use anyhow::{Context, Result};
use serde::{Deserialize, Serialize};
use std::fs;
use std::path::{Path, PathBuf};

use crate::shortcuts::ShortcutsConfig;
use crate::utils::paths::get_config_path;

/// Where extras selections are kept
#[derive(Debug, Clone, Copy, PartialEq, Eq, Default, Serialize, Deserialize)]
#[serde(rename_all = "lowercase")]
pub enum StoreKind {
    #[default]
    Sqlite,
    Memory,
}

#[derive(Debug, Clone, Serialize, Deserialize)]
pub struct Config {
    #[serde(default = "default_theme")]
    pub theme: String,

    /// Catalog JSON to use instead of the bundled one
    #[serde(default)]
    pub catalog_path: Option<PathBuf>,

    #[serde(default)]
    pub translations_path: Option<PathBuf>,

    #[serde(default)]
    pub store: StoreKind,

    #[serde(default)]
    pub shortcuts: ShortcutsConfig,
}

fn default_theme() -> String {
    "default".to_string()
}

impl Default for Config {
    fn default() -> Self {
        Self {
            theme: default_theme(),
            catalog_path: None,
            translations_path: None,
            store: StoreKind::default(),
            shortcuts: ShortcutsConfig::default(),
        }
    }
}

impl Config {
    pub fn load() -> Result<Self> {
        Self::load_from(&get_config_path()?)
    }

    pub fn load_from(path: &Path) -> Result<Self> {
        if !path.exists() {
            return Ok(Config::default());
        }

        let content = fs::read_to_string(path)
            .with_context(|| format!("Failed to read config at {path:?}"))?;
        let config: Config =
            toml::from_str(&content).with_context(|| format!("Invalid config at {path:?}"))?;
        Ok(config)
    }

    pub fn save_to(&self, path: &Path) -> Result<()> {
        if let Some(parent) = path.parent() {
            fs::create_dir_all(parent)?;
        }

        let content = toml::to_string_pretty(self)?;
        fs::write(path, content)?;

        Ok(())
    }
}
use super::group::{GroupedCatalog, Section};
use super::types::ItemRecord;

/// Search text typed into the modal, lowercased once up front.
#[derive(Debug, Clone, Default, PartialEq, Eq)]
pub struct SearchQuery {
    raw: String,
    lowered: String,
}

impl SearchQuery {
    pub fn new(raw: impl Into<String>) -> Self {
        let raw = raw.into();
        let lowered = raw.to_lowercase();
        Self { raw, lowered }
    }

    pub fn as_str(&self) -> &str {
        &self.raw
    }

    pub fn is_empty(&self) -> bool {
        self.raw.is_empty()
    }

    /// Display text matches case-insensitively, the gw2 id matches verbatim.
    pub fn matches(&self, item: &ItemRecord) -> bool {
        self.is_empty()
            || item.text.to_lowercase().contains(&self.lowered)
            || item.gw2id.to_string().contains(&self.raw)
    }
}

impl From<&str> for SearchQuery {
    fn from(s: &str) -> Self {
        Self::new(s)
    }
}

/// Narrow every section to the items matching `query`.
/// Sections left without items stay in the result; hiding them is up to the caller.
pub fn filter(grouped: &GroupedCatalog, query: &SearchQuery) -> GroupedCatalog {
    if query.is_empty() {
        return grouped.clone();
    }

    let sections = grouped
        .sections()
        .iter()
        .map(|section| Section {
            name: section.name.clone(),
            items: section
                .items
                .iter()
                .filter(|item| query.matches(item))
                .cloned()
                .collect(),
        })
        .collect();

    GroupedCatalog::from_sections(sections)
}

◆ EXERCISE PROMPT
Once the line containing "impl Default for" has been written out, please stop; every line before it, back to the first line of the records above, should be given exactly.

◆ REPLY TO THE EXERCISE
use anyhow::{Context, Result};
use serde::{Deserialize, Serialize};
use std::fs;
use std::path::{Path, PathBuf};

use crate::shortcuts::ShortcutsConfig;
use crate::utils::paths::get_config_path;

/// Where extras selections are kept
#[derive(Debug, Clone, Copy, PartialEq, Eq, Default, Serialize, Deserialize)]
#[serde(rename_all = "lowercase")]
pub enum StoreKind {
    #[default]
    Sqlite,
    Memory,
}

#[derive(Debug, Clone, Serialize, Deserialize)]
pub struct Config {
    #[serde(default = "default_theme")]
    pub theme: String,

    /// Catalog JSON to use instead of the bundled one
    #[serde(default)]
    pub catalog_path: Option<PathBuf>,

    #[serde(default)]
    pub translations_path: Option<PathBuf>,

    #[serde(default)]
    pub store: StoreKind,

    #[serde(default)]
    pub shortcuts: ShortcutsConfig,
}

fn default_theme() -> String {
    "default".to_string()
}

impl Default for Config {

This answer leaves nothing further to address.